*What the task requires*
Report the count of lines with "WrapperInstallError" in the data below, and no other words.

*Task inputs*

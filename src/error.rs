//! Error handling for provisiong.
use std::path::PathBuf;

use thiserror::Error;

/// Defines all possible errors that can occur while provisioning services.
#[derive(Debug, Error)]
pub enum ProvisionError {
    /// Error reading or accessing the configuration file.
    #[error("Failed to read config file: {0}")]
    ConfigReadError(#[from] std::io::Error),

    /// Error parsing JSON configuration.
    #[error("Invalid JSON format: {0}")]
    ConfigParseError(#[from] serde_json::Error),

    /// Configuration parsed but failed validation.
    #[error("Invalid configuration: {0}")]
    ConfigInvalidError(String),

    /// Error installing the service-wrapper executable into the system directory.
    #[error("Failed to install service wrapper from {source_path:?}: {source}")]
    WrapperInstallError {
        /// The wrapper build that was being copied.
        source_path: PathBuf,
        /// The underlying error that occurred.
        #[source]
        source: std::io::Error,
    },

    /// Error deploying a service script into the destination folder.
    #[error("Failed to deploy script for service '{service}': {source}")]
    CopyError {
        /// The service whose script could not be deployed.
        service: String,
        /// The underlying error that occurred.
        #[source]
        source: std::io::Error,
    },

    /// Error launching one of the external service-control tools.
    #[error("Failed to run {tool} for service '{service}': {source}")]
    ServiceCommandError {
        /// The tool that could not be invoked (e.g. `nssm.exe`, `sc`).
        tool: String,
        /// The service the command was operating on.
        service: String,
        /// The underlying error that occurred.
        #[source]
        source: std::io::Error,
    },

    /// Error stopping a running service.
    #[error("Failed to stop service '{service}': {detail}")]
    ServiceStopError {
        /// The service that failed to stop.
        service: String,
        /// Output captured from the failing tool.
        detail: String,
    },

    /// Error deleting a stale service registration.
    #[error("Failed to remove service '{service}': {detail}")]
    ServiceRemoveError {
        /// The service that failed to delete.
        service: String,
        /// Output captured from the failing tool.
        detail: String,
    },

    /// Error installing a service registration with the wrapper tool.
    #[error("Failed to install service '{service}': {detail}")]
    ServiceInstallError {
        /// The service that failed to install.
        service: String,
        /// Output captured from the failing tool.
        detail: String,
    },

    /// Error starting a freshly installed service.
    #[error("Failed to start service '{service}': {detail}")]
    ServiceStartError {
        /// The service that failed to start.
        service: String,
        /// Output captured from the failing tool.
        detail: String,
    },
}

impl ProvisionError {
    /// Whether the error aborts the entire run rather than a single service.
    pub fn is_fatal(&self) -> bool {
        matches!(
            self,
            ProvisionError::ConfigReadError(_)
                | ProvisionError::ConfigParseError(_)
                | ProvisionError::ConfigInvalidError(_)
                | ProvisionError::WrapperInstallError { .. }
        )
    }
}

*Expected output*
2